I can’t help but laugh. “No, it’s a good thing, and I probably should have done it sooner. I guess I just have a hard time … I don’t know … hurting people. Although he wasn’t hurt. Not in the way you should hurt when something with someone you cared about ends. I think his ego was more bruised than anything. And maybe he was a little angry that he wasn’t the one to do it.”

“Well, you’re a natural pleaser.” He lifts a hand and gestures to me. “You don’t like to upset people, for sure. And not to sound like I know everything, but since I’m more in tune with my feelings now”—he chuckles—“you aren’t responsible for other people’s feelings or behavior. The only thing you can own is how you handle it. And if someone or something makes you unhappy or hurts you, it’s okay to walk away.”

“No, I know.” I shake my head. “I mean, I know I’m not responsible for other people, but I don’t like to be a problem or cause drama.”

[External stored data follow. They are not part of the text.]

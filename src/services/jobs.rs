use async_trait::async_trait;
use serde::{Deserialize, Serialize};
use thiserror::Error;
use url::Url;

use super::{endpoint, id_field, DocumentId, JobId};

#[derive(Debug, Error)]
pub enum JobError {
    #[error("Job request failed: {0}")]
    Request(#[from] reqwest::Error),
    #[error("Job server returned HTTP {status}: {body}")]
    Status { status: u16, body: String },
    #[error("Job server response has no job id: {0}")]
    Response(String),
}

/// Speech recognition engine a transcription task runs with.
#[derive(Debug, Clone, Copy, Default, PartialEq, Eq, Serialize, Deserialize)]
#[serde(rename_all = "lowercase")]
pub enum Engine {
    #[default]
    Vosk,
    Whisper,
}

/// Arguments of a transcription task.
#[derive(Debug, Clone, PartialEq, Eq, Serialize, Deserialize)]
pub struct TranscribeArgs {
    /// Media to transcribe; `None` when the entry had no enclosure.
    pub media_url: Option<String>,
    /// Index document the result belongs to.
    pub doc_id: DocumentId,
}

#[derive(Debug, Clone, Default, PartialEq, Eq, Serialize, Deserialize)]
pub struct TranscribeOpts {
    pub engine: Engine,
}

/// Queue for downstream processing tasks.
#[async_trait]
pub trait JobQueue: Send + Sync {
    async fn enqueue(
        &self,
        task: &str,
        args: &TranscribeArgs,
        opts: &TranscribeOpts,
    ) -> Result<JobId, JobError>;
}

#[derive(Serialize)]
struct JobRequest<'a> {
    typ: &'a str,
    args: &'a TranscribeArgs,
    opts: &'a TranscribeOpts,
}

/// [`JobQueue`] backed by the job server's HTTP API (`POST {url}/job`).
#[derive(Debug, Clone)]
pub struct HttpJobQueue {
    client: reqwest::Client,
    url: Url,
}

impl HttpJobQueue {
    pub fn new(client: reqwest::Client, url: Url) -> Self {
        Self { client, url }
    }
}

#[async_trait]
impl JobQueue for HttpJobQueue {
    async fn enqueue(
        &self,
        task: &str,
        args: &TranscribeArgs,
        opts: &TranscribeOpts,
    ) -> Result<JobId, JobError> {
        let url = endpoint(&self.url, &["job"]);
        let request = JobRequest {
            typ: task,
            args,
            opts,
        };
        let response = self.client.post(url).json(&request).send().await?;

        let status = response.status();
        if !status.is_success() {
            let body = response.text().await.unwrap_or_default();
            return Err(JobError::Status {
                status: status.as_u16(),
                body,
            });
        }

        let body: serde_json::Value = response.json().await?;
        let id = id_field(&body, "id").ok_or_else(|| JobError::Response(body.to_string()))?;
        tracing::debug!(task = %task, job = %id, doc = %args.doc_id, "Enqueued job");
        Ok(JobId(id))
    }
}
use serde::{Deserialize, Serialize};
use thiserror::Error;

use crate::feed::Mapping;
use crate::util::{identify, FeedId};

// ============================================================================
// Error Types
// ============================================================================

/// Store-level errors: the store could not be opened, read or written.
#[derive(Debug, Error)]
pub enum StoreError {
    /// Another process holds a lock on the database
    #[error("Feed store is locked by another process")]
    InstanceLocked,

    /// Migration failed
    #[error("Feed store migration failed: {0}")]
    Migration(String),

    /// Generic database error
    #[error("Feed store error: {0}")]
    Other(#[from] sqlx::Error),
}

impl StoreError {
    /// Check if a sqlx error indicates database locking
    pub(crate) fn from_sqlx(err: sqlx::Error) -> Self {
        if is_lock_message(&err.to_string()) {
            return StoreError::InstanceLocked;
        }
        StoreError::Other(err)
    }
}

pub(crate) fn is_lock_message(message: &str) -> bool {
    // SQLITE_BUSY (5), SQLITE_LOCKED (6)
    let message = message.to_lowercase();
    message.contains("database is locked")
        || message.contains("database table is locked")
        || message.contains("sqlite_busy")
        || message.contains("sqlite_locked")
}

/// A stored payload that does not describe a valid feed.
#[derive(Debug, Error)]
pub enum DecodeError {
    #[error("Stored feed {id} is not a valid record: {source}")]
    Json {
        id: String,
        #[source]
        source: serde_json::Error,
    },

    #[error("Stored feed {id} belongs to {url}, whose id is {expected}")]
    IdMismatch {
        id: String,
        url: String,
        expected: FeedId,
    },
}

// ============================================================================
// Persisted Records
// ============================================================================

/// Record kind under which feeds are stored.
pub const FEED_KIND: &str = "Feed";

/// The persisted part of a feed.
///
/// Fetched entries are transient and never stored.
#[derive(Debug, Clone, PartialEq, Eq, Serialize, Deserialize)]
pub struct FeedRecord {
    pub url: String,
    pub id: FeedId,
    #[serde(default)]
    pub mapping: Option<Mapping>,
}

impl FeedRecord {
    pub fn encode(&self) -> Result<String, serde_json::Error> {
        serde_json::to_string(self)
    }

    /// Decode the payload stored under `key`.
    ///
    /// The stored id must equal the id derived from the stored URL and the
    /// key it was read from.
    pub fn decode(key: &str, payload: &str) -> Result<Self, DecodeError> {
        let record: FeedRecord =
            serde_json::from_str(payload).map_err(|source| DecodeError::Json {
                id: key.to_string(),
                source,
            })?;

        let expected = identify(&record.url);
        if record.id != expected || key != expected.to_string() {
            return Err(DecodeError::IdMismatch {
                id: key.to_string(),
                url: record.url,
                expected,
            });
        }
        Ok(record)
    }
}
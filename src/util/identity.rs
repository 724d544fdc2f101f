use serde::{Deserialize, Serialize};
use std::fmt;
use std::str::FromStr;
use uuid::Uuid;

/// Stable identifier of a registered feed.
///
/// Derived exclusively from the feed URL as a name-based (version 3) UUID in
/// the URL namespace, so the same URL maps to the same id in every process.
/// The hyphenated string form is the key under which the feed is stored.
#[derive(Debug, Clone, Copy, PartialEq, Eq, Hash, PartialOrd, Ord, Serialize, Deserialize)]
#[serde(transparent)]
pub struct FeedId(Uuid);

impl FeedId {
    pub fn as_uuid(&self) -> &Uuid {
        &self.0
    }
}

impl fmt::Display for FeedId {
    fn fmt(&self, f: &mut fmt::Formatter<'_>) -> fmt::Result {
        write!(f, "{}", self.0.hyphenated())
    }
}

impl FromStr for FeedId {
    type Err = uuid::Error;

    fn from_str(s: &str) -> Result<Self, Self::Err> {
        Uuid::parse_str(s).map(Self)
    }
}

/// Derive the identifier of a feed URL.
///
/// The URL is hashed exactly as given: no normalisation of case, trailing
/// slashes or query order is applied.
pub fn identify(url: &str) -> FeedId {
    FeedId(Uuid::new_v3(&Uuid::NAMESPACE_URL, url.as_bytes()))
}
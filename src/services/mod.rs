//! Downstream collaborators: the search index that stores records and the
//! job system that runs one processing task per record.
//!
//! Both are async traits so the pipeline can run against any backend:
//!
//! - [`index`] - [`DocumentIndex`] and the Elasticsearch implementation
//! - [`jobs`] - [`JobQueue`], task arguments and the HTTP job-server implementation

pub mod index;
pub mod jobs;

use serde::{Deserialize, Serialize};
use std::fmt;

pub use index::{DocumentIndex, ElasticIndex, IndexError};
pub use jobs::{Engine, HttpJobQueue, JobError, JobQueue, TranscribeArgs, TranscribeOpts};

/// Identifier assigned to a record by the index.
#[derive(Debug, Clone, PartialEq, Eq, Hash, Serialize, Deserialize)]
#[serde(transparent)]
pub struct DocumentId(pub String);

/// Identifier assigned to an enqueued task by the job system.
#[derive(Debug, Clone, PartialEq, Eq, Hash, Serialize, Deserialize)]
#[serde(transparent)]
pub struct JobId(pub String);

impl fmt::Display for DocumentId {
    fn fmt(&self, f: &mut fmt::Formatter<'_>) -> fmt::Result {
        f.write_str(&self.0)
    }
}

impl fmt::Display for JobId {
    fn fmt(&self, f: &mut fmt::Formatter<'_>) -> fmt::Result {
        f.write_str(&self.0)
    }
}

/// Links a dispatched task to the record it processes.
#[derive(Debug, Clone, PartialEq, Eq, Serialize, Deserialize)]
pub struct TaskCorrelation {
    pub job: JobId,
    pub doc: DocumentId,
}

/// Read the `field` of a JSON response as an id, accepting strings and numbers.
pub(crate) fn id_field(body: &serde_json::Value, field: &str) -> Option<String> {
    match body.get(field)? {
        serde_json::Value::String(s) if !s.is_empty() => Some(s.clone()),
        serde_json::Value::Number(n) => Some(n.to_string()),
        _ => None,
    }
}

/// Join a path onto a base URL, keeping any path the base already has.
pub(crate) fn endpoint(base: &url::Url, segments: &[&str]) -> url::Url {
    let mut url = base.clone();
    if let Ok(mut path) = url.path_segments_mut() {
        path.pop_if_empty().extend(segments);
    }
    url
}
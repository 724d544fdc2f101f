mod schema;
mod store;
mod types;

pub use schema::Database;
pub use store::{FeedStore, SqliteConnector, StoreConnector};
pub use types::{DecodeError, FeedRecord, StoreError, FEED_KIND};
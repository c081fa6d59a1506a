//! Synchronous client library for the remote logging service.
//!
//! # Overview
//! Discovers registered clients, fetches per-client log statistics, appends
//! log messages, and retrieves entries by page, by id, or by calendar date.
//! Each operation is one independent HTTP round trip against the service's
//! REST surface; the client holds no state beyond its configuration (base
//! address, admin token, timeout).
//!
//! # Design
//! - `LogServiceClient` splits every operation into `build_*` (produces an
//!   `HttpRequest`) and `parse_*` (consumes an `HttpResponse`), so the
//!   request/response mapping is testable without a network; the public
//!   operation methods execute the round trip with ureq.
//! - "Latest" selectors (page, entry id) are `Option<u32>` — `None` omits
//!   the trailing path segment and lets the service resolve the most recent
//!   page or last entry.
//! - Absence (unknown log, unknown entry, no page for a date) is `Ok(None)`,
//!   never an error; the service's `-1` page sentinel is translated at this
//!   boundary.

pub mod client;
pub mod error;
pub mod http;
pub mod types;

pub use client::LogServiceClient;
pub use error::ApiError;
pub use http::{HttpMethod, HttpRequest, HttpResponse};
pub use types::{ClientInfo, LogEntry, LogInfo};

“Okay, but, B, you have never in your life caused problems for anyone. You are the kindest and most selfless person I know. You are always thinking of everyone else and making sure we’re happy. But I want you to be just as happy. You are your only priority. Just like me, Dad, Charlie, and anyone else you feel like you need to take care of—we are responsible for ourselves. Although I take ownership of Charlie too.” He winks at me. “Not really, but you know what I mean. You can be considerate and want to take care of people, but not at the detriment of yourself. I know he was your first real boyfriend, but the few times I was around him and from what Charlie told me, he was a total asshole. I tried to keep my mouth shut because I didn’t want to interfere, and it was rough. I hoped you would figure it out on your own. And, look, you did because you’re a smart girl.” He smiles at me.

“Woman,” I correct him, smiling.

“Don’t remind me.”

I swat at him.

“I’m kidding. I know you are a woman, and I know you can take care of things on your own, but that doesn’t mean it’s easy for me. I’ve protected you your whole life.” He reaches over and squeezes my shoulder.

I nod. “I know, and I’m really lucky to have you as my big brother.”

“I have an idea.” He sits up and drops his feet to the floor. “When we go to Vegas, I think you should let loose. Do something you wouldn’t normally do. Have fun. Likerealfun. Without worrying about anyone but yourself. If it makes you happy, do it.”

“I don’t know about that. I usually just follow along with what everyone wants to do. Not that I’m complaining. Y’all are fun. But I don’t really see myself going wild with ideas on my own.” I laugh half-heartedly.

“I mean, I don’t want you to get hurt in any way, but it’s okay to have fun. To do things that you like or might want to try.”

“Who are you right now? Don’t act like you’re some adventurous guy either.” I poke him in the shoulder.